Человеческое стадо уныло плелось по улице. Когда бачок с едой опустел и их начали строить в колонну, они попытались повернуть обратно. Но они уже были не те, что прежде. Еще совсем недавно, по ту сторону страха и отчаяния, они были тверды, как скала, и это давало тупую силу их упорству. Теперь же голод, еда и движение снова отбросили их назад, в отчаяние, и в них опять проснулся прежний страх, превратив их в диких, запуганных тварей, они были уже не слитной неподатливой массой, но скопищем одиночек, каждый наедине со своим собственным остаточком жизни, а поодиночке каждый стал легкой добычей. К тому же они теперь были разъединены чисто физически – они не сидели, тесно прижавшись друг к другу. Сила их иссякла. Они снова чувствовали голод и боль. Они уже начали повиноваться.
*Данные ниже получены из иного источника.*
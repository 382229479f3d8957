//! Error kinds surfaced by the catalog, document store and broadcaster.
//!
//! Every failure maps to a stable `(kind, message)` pair. The kind is what
//! adapters switch on (HTTP status, CLI exit text); the message is for humans.

use std::fmt;

use thiserror::Error;

#[derive(Debug, Error)]
pub enum DbError {
    /// A caller-supplied collection or schema name failed sanitisation.
    #[error("invalid identifier: {0}")]
    InvalidIdentifier(String),

    /// Document or schema content does not conform.
    #[error("validation failed: {0}")]
    ValidationFailed(String),

    /// Tenant, schema or document does not exist.
    #[error("{what} not found: {name}")]
    NotFound { what: &'static str, name: String },

    #[error("{what} already exists: {name}")]
    AlreadyExists { what: &'static str, name: String },

    #[error("quota exceeded: current {used} bytes, limit {limit} bytes, attempted to add {requested} bytes")]
    QuotaExceeded { used: u64, limit: u64, requested: u64 },

    /// Randomness failure or a uniqueness collision on a generated value.
    /// Callers may retry.
    #[error("generation failure: {0}")]
    GenerationFailure(String),

    #[error("storage failure: {0}")]
    StorageFailure(String),
}

pub type DbResult<T> = Result<T, DbError>;

/// Stable, matchable error kind.
#[derive(Debug, Clone, Copy, PartialEq, Eq)]
pub enum ErrorKind {
    InvalidIdentifier,
    ValidationFailed,
    NotFound,
    AlreadyExists,
    QuotaExceeded,
    GenerationFailure,
    StorageFailure,
}

impl ErrorKind {
    pub fn as_str(&self) -> &'static str {
        match self {
            ErrorKind::InvalidIdentifier => "invalid_identifier",
            ErrorKind::ValidationFailed => "validation_failed",
            ErrorKind::NotFound => "not_found",
            ErrorKind::AlreadyExists => "already_exists",
            ErrorKind::QuotaExceeded => "quota_exceeded",
            ErrorKind::GenerationFailure => "generation_failure",
            ErrorKind::StorageFailure => "storage_failure",
        }
    }
}

impl fmt::Display for ErrorKind {
    fn fmt(&self, f: &mut fmt::Formatter<'_>) -> fmt::Result {
        f.write_str(self.as_str())
    }
}

impl DbError {
    pub fn kind(&self) -> ErrorKind {
        match self {
            DbError::InvalidIdentifier(_) => ErrorKind::InvalidIdentifier,
            DbError::ValidationFailed(_) => ErrorKind::ValidationFailed,
            DbError::NotFound { .. } => ErrorKind::NotFound,
            DbError::AlreadyExists { .. } => ErrorKind::AlreadyExists,
            DbError::QuotaExceeded { .. } => ErrorKind::QuotaExceeded,
            DbError::GenerationFailure(_) => ErrorKind::GenerationFailure,
            DbError::StorageFailure(_) => ErrorKind::StorageFailure,
        }
    }

    pub fn is_retryable(&self) -> bool {
        matches!(self, DbError::GenerationFailure(_))
    }

    pub(crate) fn tenant_not_found(id: &str) -> Self {
        DbError::NotFound {
            what: "database",
            name: id.to_string(),
        }
    }

    pub(crate) fn schema_not_found(name: &str) -> Self {
        DbError::NotFound {
            what: "schema",
            name: name.to_string(),
        }
    }

    pub(crate) fn document_not_found(id: &str) -> Self {
        DbError::NotFound {
            what: "document",
            name: id.to_string(),
        }
    }
}

impl From<sled::Error> for DbError {
    fn from(err: sled::Error) -> Self {
        DbError::StorageFailure(err.to_string())
    }
}

impl From<serde_json::Error> for DbError {
    fn from(err: serde_json::Error) -> Self {
        DbError::StorageFailure(format!("serialization: {}", err))
    }
}

impl From<std::io::Error> for DbError {
    fn from(err: std::io::Error) -> Self {
        DbError::StorageFailure(err.to_string())
    }
}

impl From<sled::transaction::TransactionError<DbError>> for DbError {
    fn from(err: sled::transaction::TransactionError<DbError>) -> Self {
        match err {
            sled::transaction::TransactionError::Abort(e) => e,
            sled::transaction::TransactionError::Storage(e) => e.into(),
        }
    }
}
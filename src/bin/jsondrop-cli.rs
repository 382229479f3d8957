use clap::{Parser, Subcommand};
use reqwest::{Client, RequestBuilder, Response};
use serde_json::{json, Value};

#[derive(Parser)]
#[command(name = "jsondrop-cli")]
#[command(about = "CLI for jsondrop", long_about = None)]
struct Cli {
    #[command(subcommand)]
    command: Commands,

    #[arg(short, long, default_value = "http://localhost:8080")]
    url: String,

    /// Write or read key of the database being addressed
    #[arg(short, long, env = "JSONDROP_KEY", global = true)]
    key: Option<String>,
}

#[derive(Subcommand)]
enum Commands {
    /// Create a database and print its id and keys
    CreateDb,
    Info {
        #[arg(short, long)]
        db: String,
    },
    DeleteDb {
        #[arg(short, long)]
        db: String,
    },
    /// Fields are given as `name:type`, type one of string, number, bool
    CreateSchema {
        #[arg(short, long)]
        db: String,
        #[arg(short, long)]
        name: String,
        #[arg(short, long = "field", required = true)]
        fields: Vec<String>,
    },
    DeleteSchema {
        #[arg(short, long)]
        db: String,
        #[arg(short, long)]
        name: String,
    },
    Insert {
        #[arg(short, long)]
        db: String,
        #[arg(short = 'C', long)]
        collection: String,
        /// Document data as a JSON object
        #[arg(short = 'D', long)]
        data: String,
    },
    Get {
        #[arg(short, long)]
        db: String,
        #[arg(short = 'C', long)]
        collection: String,
        #[arg(short, long)]
        id: String,
    },
    Update {
        #[arg(short, long)]
        db: String,
        #[arg(short = 'C', long)]
        collection: String,
        #[arg(short, long)]
        id: String,
        #[arg(short = 'D', long)]
        data: String,
    },
    Delete {
        #[arg(short, long)]
        db: String,
        #[arg(short = 'C', long)]
        collection: String,
        #[arg(short, long)]
        id: String,
    },
    /// Query a collection, newest first
    Query {
        #[arg(short, long)]
        db: String,
        #[arg(short = 'C', long)]
        collection: String,
        /// `field=value`, repeatable
        #[arg(short, long = "filter")]
        filters: Vec<String>,
        #[arg(short, long)]
        limit: Option<usize>,
        #[arg(short, long)]
        offset: Option<usize>,
    },
}

fn with_key(req: RequestBuilder, key: &Option<String>) -> RequestBuilder {
    match key {
        Some(key) => req.bearer_auth(key),
        None => req,
    }
}

fn parse_data(raw: &str) -> Result<Value, Box<dyn std::error::Error>> {
    let value: Value = serde_json::from_str(raw)?;
    if !value.is_object() {
        return Err("data must be a JSON object".into());
    }
    Ok(value)
}

fn parse_fields(raw: &[String]) -> Result<Value, Box<dyn std::error::Error>> {
    let mut fields = serde_json::Map::new();
    for item in raw {
        let (name, kind) = item
            .split_once(':')
            .ok_or_else(|| format!("field must be name:type, got {}", item))?;
        fields.insert(name.to_string(), Value::String(kind.to_string()));
    }
    Ok(Value::Object(fields))
}

fn parse_filters(raw: &[String]) -> Result<Vec<(String, String)>, Box<dyn std::error::Error>> {
    raw.iter()
        .map(|item| {
            item.split_once('=')
                .map(|(k, v)| (k.to_string(), v.to_string()))
                .ok_or_else(|| format!("filter must be field=value, got {}", item).into())
        })
        .collect()
}

async fn print(res: Response) -> Result<(), Box<dyn std::error::Error>> {
    let status = res.status();
    let body = res.text().await?;
    let pretty = serde_json::from_str::<Value>(&body)
        .and_then(|v| serde_json::to_string_pretty(&v))
        .unwrap_or(body);
    if status.is_success() {
        println!("{}", pretty);
    } else {
        println!("Error ({}): {}", status, pretty);
    }
    Ok(())
}

#[tokio::main]
async fn main() -> Result<(), Box<dyn std::error::Error>> {
    let cli = Cli::parse();
    let client = Client::new();
    let api = format!("{}/api/databases", cli.url.trim_end_matches('/'));
    let key = cli.key;

    let res = match cli.command {
        Commands::CreateDb => client.post(&api).send().await?,
        Commands::Info { db } => {
            with_key(client.get(format!("{}/{}", api, db)), &key)
                .send()
                .await?
        }
        Commands::DeleteDb { db } => {
            with_key(client.delete(format!("{}/{}", api, db)), &key)
                .send()
                .await?
        }
        Commands::CreateSchema { db, name, fields } => {
            let body = json!({ "fields": parse_fields(&fields)? });
            with_key(client.post(format!("{}/{}/schemas/{}", api, db, name)), &key)
                .json(&body)
                .send()
                .await?
        }
        Commands::DeleteSchema { db, name } => {
            with_key(client.delete(format!("{}/{}/schemas/{}", api, db, name)), &key)
                .send()
                .await?
        }
        Commands::Insert { db, collection, data } => {
            let body = json!({ "data": parse_data(&data)? });
            with_key(client.post(format!("{}/{}/{}", api, db, collection)), &key)
                .json(&body)
                .send()
                .await?
        }
        Commands::Get { db, collection, id } => {
            with_key(client.get(format!("{}/{}/{}/{}", api, db, collection, id)), &key)
                .send()
                .await?
        }
        Commands::Update { db, collection, id, data } => {
            let body = json!({ "data": parse_data(&data)? });
            with_key(client.put(format!("{}/{}/{}/{}", api, db, collection, id)), &key)
                .json(&body)
                .send()
                .await?
        }
        Commands::Delete { db, collection, id } => {
            with_key(client.delete(format!("{}/{}/{}/{}", api, db, collection, id)), &key)
                .send()
                .await?
        }
        Commands::Query { db, collection, filters, limit, offset } => {
            let mut params = parse_filters(&filters)?;
            if let Some(limit) = limit {
                params.push(("limit".to_string(), limit.to_string()));
            }
            if let Some(offset) = offset {
                params.push(("offset".to_string(), offset.to_string()));
            }
            with_key(client.get(format!("{}/{}/{}", api, db, collection)), &key)
                .query(&params)
                .send()
                .await?
        }
    };

    print(res).await
}
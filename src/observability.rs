//! Logging setup for the server binary.

use std::path::Path;

use tracing_appender::non_blocking::WorkerGuard;
use tracing_subscriber::{fmt, layer::SubscriberExt, util::SubscriberInitExt, EnvFilter, Layer};

use crate::config::LogFormat;

const LOG_FILE_PREFIX: &str = "jsondrop.log";

/// Install the global subscriber. `RUST_LOG` controls levels (default
/// `info`). When `log_dir` is set, events are also written to a daily-rotated
/// file; keep the returned guard alive so buffered lines get flushed.
pub fn init_logging(format: LogFormat, log_dir: Option<&Path>) -> Option<WorkerGuard> {
    let env_filter = EnvFilter::try_from_default_env().unwrap_or_else(|_| EnvFilter::new("info"));

    let stdout = match format {
        LogFormat::Json => fmt::layer().json().boxed(),
        LogFormat::Text => fmt::layer().boxed(),
    };

    let (file, guard) = match log_dir {
        Some(dir) => {
            let appender = tracing_appender::rolling::daily(dir, LOG_FILE_PREFIX);
            let (writer, guard) = tracing_appender::non_blocking(appender);
            let layer = fmt::layer().json().with_ansi(false).with_writer(writer).boxed();
            (Some(layer), Some(guard))
        }
        None => (None, None),
    };

    // A second install (tests, embedding) keeps the first subscriber.
    let _ = tracing_subscriber::registry()
        .with(env_filter)
        .with(stdout)
        .with(file)
        .try_init();

    guard
}
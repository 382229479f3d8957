//! Server configuration.
//!
//! Every option is a command-line flag that falls back to an environment
//! variable, and `.env` is loaded first (see `main`), so a deployment can be
//! configured purely through its environment.

use std::net::{IpAddr, SocketAddr};
use std::path::PathBuf;
use std::time::Duration;

use clap::{Parser, ValueEnum};
use thiserror::Error;

const BYTES_PER_MB: u64 = 1024 * 1024;
const SECS_PER_DAY: u64 = 24 * 60 * 60;

#[derive(Debug, Error)]
pub enum ConfigError {
    #[error("DEFAULT_QUOTA_MB must be positive")]
    ZeroQuota,
    #[error("EXPIRY_DAYS must be positive")]
    ZeroExpiry,
    #[error("EXPIRY_CHECK_INTERVAL must be positive")]
    ZeroInterval,
    #[error("MAX_OPEN_DATABASES must be positive")]
    ZeroOpenDatabases,
}

#[derive(Debug, Clone, Copy, PartialEq, Eq, Default, ValueEnum)]
pub enum LogFormat {
    #[default]
    Text,
    Json,
}

/// jsondrop server: multi-tenant JSON document store over HTTP.
#[derive(Parser, Debug, Clone)]
#[command(name = "jsondrop", version, about, long_about = None)]
pub struct Config {
    /// HTTP port
    #[arg(long, env = "PORT", default_value_t = 8080)]
    pub port: u16,

    /// Address to bind
    #[arg(long, env = "BIND_ADDR", default_value = "0.0.0.0")]
    pub bind_addr: IpAddr,

    /// Directory holding one storage unit per database
    #[arg(long, env = "DB_BASE_DIR", default_value = "./data")]
    pub db_base_dir: PathBuf,

    /// Path of the catalog database
    #[arg(long, env = "CATALOG_DB_PATH", default_value = "./data/catalog.db")]
    pub catalog_db_path: PathBuf,

    /// Allowed CORS origins, comma separated; `*` allows any
    #[arg(long, env = "CORS_ORIGINS", default_value = "*", value_delimiter = ',')]
    pub cors_origins: Vec<String>,

    /// Storage quota for new databases, in MB
    #[arg(long, env = "DEFAULT_QUOTA_MB", default_value_t = 100)]
    pub default_quota_mb: u64,

    /// Databases idle for longer than this many days are deleted
    #[arg(long, env = "EXPIRY_DAYS", default_value_t = 30)]
    pub expiry_days: u64,

    /// How often to look for expired databases, e.g. `30m`, `24h`, `7d`
    #[arg(
        long,
        env = "EXPIRY_CHECK_INTERVAL",
        default_value = "24h",
        value_parser = parse_duration
    )]
    pub expiry_check_interval: Duration,

    /// Idle database handles kept open before the least recently used close
    #[arg(long, env = "MAX_OPEN_DATABASES", default_value_t = 64)]
    pub max_open_databases: usize,

    #[arg(long, env = "LOG_FORMAT", value_enum, default_value_t = LogFormat::Text)]
    pub log_format: LogFormat,

    /// Also write daily-rotated log files into this directory
    #[arg(long, env = "LOG_DIR")]
    pub log_dir: Option<PathBuf>,
}

impl Config {
    pub fn validate(&self) -> Result<(), ConfigError> {
        if self.default_quota_mb == 0 {
            return Err(ConfigError::ZeroQuota);
        }
        if self.expiry_days == 0 {
            return Err(ConfigError::ZeroExpiry);
        }
        if self.expiry_check_interval.is_zero() {
            return Err(ConfigError::ZeroInterval);
        }
        if self.max_open_databases == 0 {
            return Err(ConfigError::ZeroOpenDatabases);
        }
        Ok(())
    }

    pub fn listen_addr(&self) -> SocketAddr {
        SocketAddr::new(self.bind_addr, self.port)
    }

    pub fn default_quota_bytes(&self) -> u64 {
        self.default_quota_mb.saturating_mul(BYTES_PER_MB)
    }

    pub fn expiry(&self) -> Duration {
        Duration::from_secs(self.expiry_days.saturating_mul(SECS_PER_DAY))
    }
}

/// Parse `<n>[s|m|h|d]`. A bare number is seconds.
pub fn parse_duration(raw: &str) -> Result<Duration, String> {
    let raw = raw.trim();
    let split = raw
        .find(|c: char| !c.is_ascii_digit())
        .unwrap_or(raw.len());
    let (digits, unit) = raw.split_at(split);
    let n: u64 = digits
        .parse()
        .map_err(|_| format!("invalid duration: {:?}", raw))?;
    let scale = match unit {
        "" | "s" => 1,
        "m" => 60,
        "h" => 60 * 60,
        "d" => SECS_PER_DAY,
        _ => return Err(format!("invalid duration unit in {:?}", raw)),
    };
    Ok(Duration::from_secs(n.saturating_mul(scale)))
}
Часть из них отрезали и построили далеко впереди, другую, наоборот, сзади; тех, что были посередке, взял на себя Вебер со своей командой. По головам старались не бить, только по телу. Мало-помалу этапников распределили по отрядам. Словно оглушенные, стояли они шеренгами по четверо, взявшись за руки, чтобы не упасть. Между теми, кто еще держался на ногах, ставили умирающих. Со стороны, особенно несведущему взгляду, могло показаться, что это стоит, взявшись за руки, гигантская орава пьяниц. Потом откуда-то из недр толпы возникло пение. Подняв головы, глядя прямо перед собой и придерживая товарищей, арестанты пели. Правда, не все, скорее, немногие, поэтому и песня звучала как-то вразброд, то здесь, то там. Они шли по большому, главному лагерному плацу мимо выстроившихся на утреннюю поверку рабочих бригад, шли и исчезали за воротами.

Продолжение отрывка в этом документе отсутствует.